In November of 1901, Stella set sail for America to undertake her first year long American tour, making her first appearance on the New York stage at the Republic Theatre on 13th January, 1902. In July, 1904, she played alongside the great Sarah Bernhardt in the title roles of Maurice Maeterlinck's "Pelleas and Melisande" before embarking again to tour in America.
Further American tours followed in 1907/08, 1910, between her appearances in London and tours of the UK provinces. In 1912 Stella met George Bernard Shaw with whom she would form a lifelong friendship. Shaw wrote "Pygmalion" with Stella in mind for the lead role of 'Eliza Doolittle', and begged her to take on the role even though she was by then hardly of an age to play a young flower-girl. But play it she did with great success, opening at His Majesty's on 11th April, 1914. It is said that Shaw had become infatuated with Stella, but only days before her opening in Pygmalion she had married again - to George Cornwallis-West, an author and adventurer who until the previous year had been married to Jennie Jerome, the mother of Winston Churchill.

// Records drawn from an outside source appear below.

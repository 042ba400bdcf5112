use super::job::ProcessSpec;
use crate::core::Ticks;
use serde::Deserialize;
use std::fs::File;
use std::io::Read;
use std::path::{Path, PathBuf};
use thiserror::Error;

/// A complete simulation input.
///
/// ```yaml
/// quantum: 2
/// queue-capacity: 10
/// processes:
///   - { priority: high, burst-time: 5, arrival-time: 0 }
///   - { priority: low, burst-time: 3 }
/// ```
#[derive(Debug, Clone, PartialEq, Eq, Deserialize)]
#[serde(rename_all = "kebab-case")]
pub struct Workload {
    pub quantum: Ticks,
    #[serde(default)]
    pub queue_capacity: Option<usize>,
    #[serde(default)]
    pub processes: Vec<ProcessSpec>,
}

impl Workload {
    pub fn new(quantum: Ticks, processes: Vec<ProcessSpec>) -> Self {
        Self {
            quantum,
            queue_capacity: None,
            processes,
        }
    }

    pub fn from_reader(reader: impl Read) -> Result<Self, ConfigError> {
        let workload: Self = serde_yaml::from_reader(reader)?;
        workload.validate()?;
        Ok(workload)
    }

    pub fn from_path(path: impl AsRef<Path>) -> Result<Self, ConfigError> {
        let path = path.as_ref();
        let file = File::open(path).map_err(|e| ConfigError::Open(path.to_owned(), e))?;

        Self::from_reader(file)
    }

    pub fn validate(&self) -> Result<(), ConfigError> {
        if self.quantum == 0 {
            return Err(ConfigError::ZeroQuantum);
        }

        if let Some(index) = self.processes.iter().position(|p| p.burst_time == 0) {
            return Err(ConfigError::ZeroBurst(index + 1));
        }

        Ok(())
    }
}

#[derive(Debug, Error)]
pub enum ConfigError {
    #[error("couldn't open {}", .0.display())]
    Open(PathBuf, #[source] std::io::Error),

    #[error("invalid workload file")]
    Parse(#[from] serde_yaml::Error),

    #[error("time quantum must be positive")]
    ZeroQuantum,

    #[error("time quantum is required unless a workload file is given")]
    MissingQuantum,

    #[error("process P{0} has a zero burst time")]
    ZeroBurst(usize),

    #[error("invalid process '{0}', expected CLASS:BURST[:ARRIVAL]")]
    BadProcess(String),

    #[error("unknown priority class '{0}', expected high or low")]
    UnknownClass(String),
}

When she took "Pygmalion" to America later that year it took America by storm. Following at run at the Park Theatre on Broadway she took it on a tour of the States, staying in America for almost two years in that play and revivals of some of her earlier successes. Following her return to England she remained regularly active on the English stage until 1920. Amongst her last stage roles was a revival of her part in "Pygmalion" at the Aldwych in London and in Cologne in that year.
After retiring from the stage she went to Hollywood to become a speech trainer and dialogue coach for aspiring movie actors, also making a few movie appearances herself during the 1930's in dowager roles. Never returning to England, she spent her last few years in Paris and the South of France. She died in Pau in the Pyrénées-Atlantiques, Aquitaine, France on 10th April 1940, aged 75.
At the height of her career Mrs. Patrick Campbell, known affectionately to all as 'Mrs. Pat', was England’s most celebrated and notorious actress, admired for her beauty and her quick acid wit, and ill-famed for her eccentricity and bad behavour. During a rehearsal, Charles Frohman once made a constructive criticism which she took in poor part, replying acidly "Mr. Frohman, I want you to know that I am an artist," to which Frohman solemnly replied "Madam, I will keep your secret." Whilst an actress of great talent, she could be notoriously difficult to work with and had a very low boredom threshhold, often playing tricks on her co-stars.
She counted among her friends Oscar Wilde, George Bernard Shaw, and the actor-producer Forbes-Robertson with whom she had an ill-concealed affair. Her daughter Stella followed her on to stage and enjoyed a very successful career under the stage name of 'Stella Patrick Campbell'. Her son, Alan, became a playwright. Despite her success, she never amassed a personal fortune and lived her final years in relative poverty. The pragmatic approach she took to her career is perfectly summed up in this sample of her own words "Success is the ability to go from failure to failure without losing your enthusiasm".